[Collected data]
========================================================================
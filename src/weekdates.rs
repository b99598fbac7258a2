use std::collections::BTreeMap;
use std::path::{Path, PathBuf};

use chrono::{Duration, Local, NaiveDate};
use serde::{Deserialize, Serialize};

const FILE_NAME: &str = "week_dates.json";

/// A displayed week range. Overridden ranges are opaque labels taken
/// verbatim from the editor; only computed defaults are real dates.
#[derive(Clone, Debug, Serialize, Deserialize, PartialEq, Eq)]
pub struct WeekRange {
    pub start: String,
    pub end: String,
}

pub struct Resolved {
    pub range: WeekRange,
    pub overridden: bool,
}

/// Manual week-date overrides, sparse by week number. The mapping is
/// read once at workspace open and rewritten on every mutation.
pub struct WeekDates {
    path: PathBuf,
    overrides: BTreeMap<i64, WeekRange>,
}

impl WeekDates {
    pub fn load(workspace: &Path) -> Self {
        let path = workspace.join(FILE_NAME);
        let overrides = match std::fs::read_to_string(&path) {
            Ok(raw) => match serde_json::from_str::<BTreeMap<String, WeekRange>>(&raw) {
                Ok(map) => map
                    .into_iter()
                    .filter_map(|(k, v)| k.parse::<i64>().ok().map(|week| (week, v)))
                    .collect(),
                Err(e) => {
                    tracing::warn!(path = %path.display(), error = %e, "ignoring malformed week dates file");
                    BTreeMap::new()
                }
            },
            Err(_) => BTreeMap::new(),
        };
        Self { path, overrides }
    }

    pub fn resolve(&self, week: i64, school_year_start: NaiveDate) -> Resolved {
        if let Some(range) = self.overrides.get(&week) {
            return Resolved {
                range: range.clone(),
                overridden: true,
            };
        }
        let start = school_year_start + Duration::days((week - 1) * 7);
        let end = start + Duration::days(6);
        Resolved {
            range: WeekRange {
                start: start.format("%Y-%m-%d").to_string(),
                end: end.format("%Y-%m-%d").to_string(),
            },
            overridden: false,
        }
    }

    pub fn set_override(&mut self, week: i64, start: &str, end: &str) -> anyhow::Result<WeekRange> {
        let range = WeekRange {
            start: start.to_string(),
            end: end.to_string(),
        };
        self.overrides.insert(week, range.clone());
        self.persist()?;
        Ok(range)
    }

    pub fn reset_override(&mut self, week: i64) -> anyhow::Result<()> {
        if self.overrides.remove(&week).is_some() {
            self.persist()?;
        }
        Ok(())
    }

    pub fn set_to_today(&mut self, week: i64) -> anyhow::Result<WeekRange> {
        let today = Local::now().date_naive();
        let end = today + Duration::days(6);
        self.set_override(
            week,
            &today.format("%Y-%m-%d").to_string(),
            &end.format("%Y-%m-%d").to_string(),
        )
    }

    fn persist(&self) -> anyhow::Result<()> {
        let map: BTreeMap<String, &WeekRange> = self
            .overrides
            .iter()
            .map(|(k, v)| (k.to_string(), v))
            .collect();
        std::fs::write(&self.path, serde_json::to_string_pretty(&map)?)?;
        Ok(())
    }
}

#[cfg(test)]
mod tests {
    use super::*;
    use tempfile::TempDir;

    fn year_start() -> NaiveDate {
        NaiveDate::from_ymd_opt(2024, 9, 1).unwrap()
    }

    #[test]
    fn computed_defaults_walk_seven_day_windows() {
        let dir = TempDir::new().unwrap();
        let dates = WeekDates::load(dir.path());

        let week1 = dates.resolve(1, year_start());
        assert!(!week1.overridden);
        assert_eq!(week1.range.start, "2024-09-01");
        assert_eq!(week1.range.end, "2024-09-07");

        let week2 = dates.resolve(2, year_start());
        assert_eq!(week2.range.start, "2024-09-08");
        assert_eq!(week2.range.end, "2024-09-14");
    }

    #[test]
    fn override_is_returned_verbatim_and_reset_restores_default() {
        let dir = TempDir::new().unwrap();
        let mut dates = WeekDates::load(dir.path());

        let default3 = dates.resolve(3, year_start()).range;
        dates
            .set_override(3, "exam week", "back after eid")
            .unwrap();
        let resolved = dates.resolve(3, year_start());
        assert!(resolved.overridden);
        assert_eq!(resolved.range.start, "exam week");
        assert_eq!(resolved.range.end, "back after eid");

        dates.reset_override(3).unwrap();
        let after = dates.resolve(3, year_start());
        assert!(!after.overridden);
        assert_eq!(after.range, default3);
    }

    #[test]
    fn overrides_survive_reload() {
        let dir = TempDir::new().unwrap();
        {
            let mut dates = WeekDates::load(dir.path());
            dates.set_override(5, "2024-10-06", "2024-10-12").unwrap();
        }
        let dates = WeekDates::load(dir.path());
        let resolved = dates.resolve(5, year_start());
        assert!(resolved.overridden);
        assert_eq!(resolved.range.start, "2024-10-06");
        // Untouched weeks still compute.
        assert!(!dates.resolve(4, year_start()).overridden);
    }

    #[test]
    fn set_to_today_spans_seven_days() {
        let dir = TempDir::new().unwrap();
        let mut dates = WeekDates::load(dir.path());
        let range = dates.set_to_today(2).unwrap();

        let start = NaiveDate::parse_from_str(&range.start, "%Y-%m-%d").unwrap();
        let end = NaiveDate::parse_from_str(&range.end, "%Y-%m-%d").unwrap();
        assert_eq!(end - start, Duration::days(6));
        assert!(dates.resolve(2, year_start()).overridden);
    }

    #[test]
    fn malformed_file_falls_back_to_no_overrides() {
        let dir = TempDir::new().unwrap();
        std::fs::write(dir.path().join(FILE_NAME), "not json").unwrap();
        let dates = WeekDates::load(dir.path());
        assert!(!dates.resolve(1, year_start()).overridden);
    }
}
use serde_json::json;

use crate::ipc::error::err;
use crate::ipc::types::{OpenBoard, Request};
use crate::store::WeeklyPlan;

pub fn board_guard<'a>(
    board: &'a mut Option<OpenBoard>,
    req: &Request,
) -> Result<&'a mut OpenBoard, serde_json::Value> {
    board
        .as_mut()
        .ok_or_else(|| err(&req.id, "no_workspace", "select a workspace first", None))
}

pub fn required_str(req: &Request, key: &str) -> Result<String, serde_json::Value> {
    req.params
        .get(key)
        .and_then(|v| v.as_str())
        .map(|v| v.trim().to_string())
        .filter(|s| !s.is_empty())
        .ok_or_else(|| err(&req.id, "bad_params", format!("missing {}", key), None))
}

pub fn required_i64(req: &Request, key: &str) -> Result<i64, serde_json::Value> {
    req.params
        .get(key)
        .and_then(|v| v.as_i64())
        .ok_or_else(|| err(&req.id, "bad_params", format!("missing {}", key), None))
}

pub fn optional_i64(req: &Request, key: &str) -> Option<i64> {
    req.params.get(key).and_then(|v| v.as_i64())
}

/// The shared-secret gate. A mismatch never reaches the store layer;
/// the frontend clears its input and re-prompts.
pub fn require_password(
    req: &Request,
    expected: &str,
) -> Result<(), serde_json::Value> {
    let supplied = req.params.get("password").and_then(|v| v.as_str());
    if supplied == Some(expected) {
        Ok(())
    } else {
        Err(err(&req.id, "wrong_password", "incorrect password", None))
    }
}

pub fn plan_json(plan: &WeeklyPlan) -> serde_json::Value {
    json!({
        "id": plan.id,
        "subject": plan.subject,
        "grade": plan.grade,
        "weekNumber": plan.week_number,
        "fileName": plan.file_name,
        "fileKind": plan.file_kind.as_str(),
        "fileUrl": plan.file_url,
        "checksum": plan.checksum,
        "uploadDate": plan.upload_date,
        "createdAt": plan.created_at,
        "updatedAt": plan.updated_at
    })
}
========================================================================
* **WHAT IS REQUIRED**:
Output the records above exactly as written.

* **ANSWER BELOW**:
filename src/weekdates.rs
repository b99598fbac7258a2
use std::collections::BTreeMap;
use std::path::{Path, PathBuf};

use chrono::{Duration, Local, NaiveDate};
use serde::{Deserialize, Serialize};

const FILE_NAME: &str = "week_dates.json";

/// A displayed week range. Overridden ranges are opaque labels taken
/// verbatim from the editor; only computed defaults are real dates.
#[derive(Clone, Debug, Serialize, Deserialize, PartialEq, Eq)]
pub struct WeekRange {
    pub start: String,
    pub end: String,
}

pub struct Resolved {
    pub range: WeekRange,
    pub overridden: bool,
}

/// Manual week-date overrides, sparse by week number. The mapping is
/// read once at workspace open and rewritten on every mutation.
pub struct WeekDates {
    path: PathBuf,
    overrides: BTreeMap<i64, WeekRange>,
}

impl WeekDates {
    pub fn load(workspace: &Path) -> Self {
        let path = workspace.join(FILE_NAME);
        let overrides = match std::fs::read_to_string(&path) {
            Ok(raw) => match serde_json::from_str::<BTreeMap<String, WeekRange>>(&raw) {
                Ok(map) => map
                    .into_iter()
                    .filter_map(|(k, v)| k.parse::<i64>().ok().map(|week| (week, v)))
                    .collect(),
                Err(e) => {
                    tracing::warn!(path = %path.display(), error = %e, "ignoring malformed week dates file");
                    BTreeMap::new()
                }
            },
            Err(_) => BTreeMap::new(),
        };
        Self { path, overrides }
    }

    pub fn resolve(&self, week: i64, school_year_start: NaiveDate) -> Resolved {
        if let Some(range) = self.overrides.get(&week) {
            return Resolved {
                range: range.clone(),
                overridden: true,
            };
        }
        let start = school_year_start + Duration::days((week - 1) * 7);
        let end = start + Duration::days(6);
        Resolved {
            range: WeekRange {
                start: start.format("%Y-%m-%d").to_string(),
                end: end.format("%Y-%m-%d").to_string(),
            },
            overridden: false,
        }
    }

    pub fn set_override(&mut self, week: i64, start: &str, end: &str) -> anyhow::Result<WeekRange> {
        let range = WeekRange {
            start: start.to_string(),
            end: end.to_string(),
        };
        self.overrides.insert(week, range.clone());
        self.persist()?;
        Ok(range)
    }

    pub fn reset_override(&mut self, week: i64) -> anyhow::Result<()> {
        if self.overrides.remove(&week).is_some() {
            self.persist()?;
        }
        Ok(())
    }

    pub fn set_to_today(&mut self, week: i64) -> anyhow::Result<WeekRange> {
        let today = Local::now().date_naive();
        let end = today + Duration::days(6);
        self.set_override(
            week,
            &today.format("%Y-%m-%d").to_string(),
            &end.format("%Y-%m-%d").to_string(),
        )
    }

    fn persist(&self) -> anyhow::Result<()> {
        let map: BTreeMap<String, &WeekRange> = self
            .overrides
            .iter()
            .map(|(k, v)| (k.to_string(), v))
            .collect();
        std::fs::write(&self.path, serde_json::to_string_pretty(&map)?)?;
        Ok(())
    }
}

#[cfg(test)]
mod tests {
    use super::*;
    use tempfile::TempDir;

    fn year_start() -> NaiveDate {
        NaiveDate::from_ymd_opt(2024, 9, 1).unwrap()
    }

    #[test]
    fn computed_defaults_walk_seven_day_windows() {
        let dir = TempDir::new().unwrap();
        let dates = WeekDates::load(dir.path());

        let week1 = dates.resolve(1, year_start());
        assert!(!week1.overridden);
        assert_eq!(week1.range.start, "2024-09-01");
        assert_eq!(week1.range.end, "2024-09-07");

        let week2 = dates.resolve(2, year_start());
        assert_eq!(week2.range.start, "2024-09-08");
        assert_eq!(week2.range.end, "2024-09-14");
    }

    #[test]
    fn override_is_returned_verbatim_and_reset_restores_default() {
        let dir = TempDir::new().unwrap();
        let mut dates = WeekDates::load(dir.path());

        let default3 = dates.resolve(3, year_start()).range;
        dates
            .set_override(3, "exam week", "back after eid")
            .unwrap();
        let resolved = dates.resolve(3, year_start());
        assert!(resolved.overridden);
        assert_eq!(resolved.range.start, "exam week");
        assert_eq!(resolved.range.end, "back after eid");

        dates.reset_override(3).unwrap();
        let after = dates.resolve(3, year_start());
        assert!(!after.overridden);
        assert_eq!(after.range, default3);
    }

    #[test]
    fn overrides_survive_reload() {
        let dir = TempDir::new().unwrap();
        {
            let mut dates = WeekDates::load(dir.path());
            dates.set_override(5, "2024-10-06", "2024-10-12").unwrap();
        }
        let dates = WeekDates::load(dir.path());
        let resolved = dates.resolve(5, year_start());
        assert!(resolved.overridden);
        assert_eq!(resolved.range.start, "2024-10-06");
        // Untouched weeks still compute.
        assert!(!dates.resolve(4, year_start()).overridden);
    }

    #[test]
    fn set_to_today_spans_seven_days() {
        let dir = TempDir::new().unwrap();
        let mut dates = WeekDates::load(dir.path());
        let range = dates.set_to_today(2).unwrap();

        let start = NaiveDate::parse_from_str(&range.start, "%Y-%m-%d").unwrap();
        let end = NaiveDate::parse_from_str(&range.end, "%Y-%m-%d").unwrap();
        assert_eq!(end - start, Duration::days(6));
        assert!(dates.resolve(2, year_start()).overridden);
    }

    #[test]
    fn malformed_file_falls_back_to_no_overrides() {
        let dir = TempDir::new().unwrap();
        std::fs::write(dir.path().join(FILE_NAME), "not json").unwrap();
        let dates = WeekDates::load(dir.path());
        assert!(!dates.resolve(1, year_start()).overridden);
    }
}
use serde_json::json;

use crate::ipc::error::err;
use crate::ipc::types::{OpenBoard, Request};
use crate::store::WeeklyPlan;

pub fn board_guard<'a>(
    board: &'a mut Option<OpenBoard>,
    req: &Request,
) -> Result<&'a mut OpenBoard, serde_json::Value> {
    board
        .as_mut()
        .ok_or_else(|| err(&req.id, "no_workspace", "select a workspace first", None))
}

pub fn required_str(req: &Request, key: &str) -> Result<String, serde_json::Value> {
    req.params
        .get(key)
        .and_then(|v| v.as_str())
        .map(|v| v.trim().to_string())
        .filter(|s| !s.is_empty())
        .ok_or_else(|| err(&req.id, "bad_params", format!("missing {}", key), None))
}

pub fn required_i64(req: &Request, key: &str) -> Result<i64, serde_json::Value> {
    req.params
        .get(key)
        .and_then(|v| v.as_i64())
        .ok_or_else(|| err(&req.id, "bad_params", format!("missing {}", key), None))
}

pub fn optional_i64(req: &Request, key: &str) -> Option<i64> {
    req.params.get(key).and_then(|v| v.as_i64())
}

/// The shared-secret gate. A mismatch never reaches the store layer;
/// the frontend clears its input and re-prompts.
pub fn require_password(
    req: &Request,
    expected: &str,
) -> Result<(), serde_json::Value> {
    let supplied = req.params.get("password").and_then(|v| v.as_str());
    if supplied == Some(expected) {
        Ok(())
    } else {
        Err(err(&req.id, "wrong_password", "incorrect password", None))
    }
}

pub fn plan_json(plan: &WeeklyPlan) -> serde_json::Value {
    json!({
        "id": plan.id,
        "subject": plan.subject,
        "grade": plan.grade,
        "weekNumber": plan.week_number,
        "fileName": plan.file_name,
        "fileKind": plan.file_kind.as_str(),
        "fileUrl": plan.file_url,
        "checksum": plan.checksum,
        "uploadDate": plan.upload_date,
        "createdAt": plan.created_at,
        "updatedAt": plan.updated_at
    })
}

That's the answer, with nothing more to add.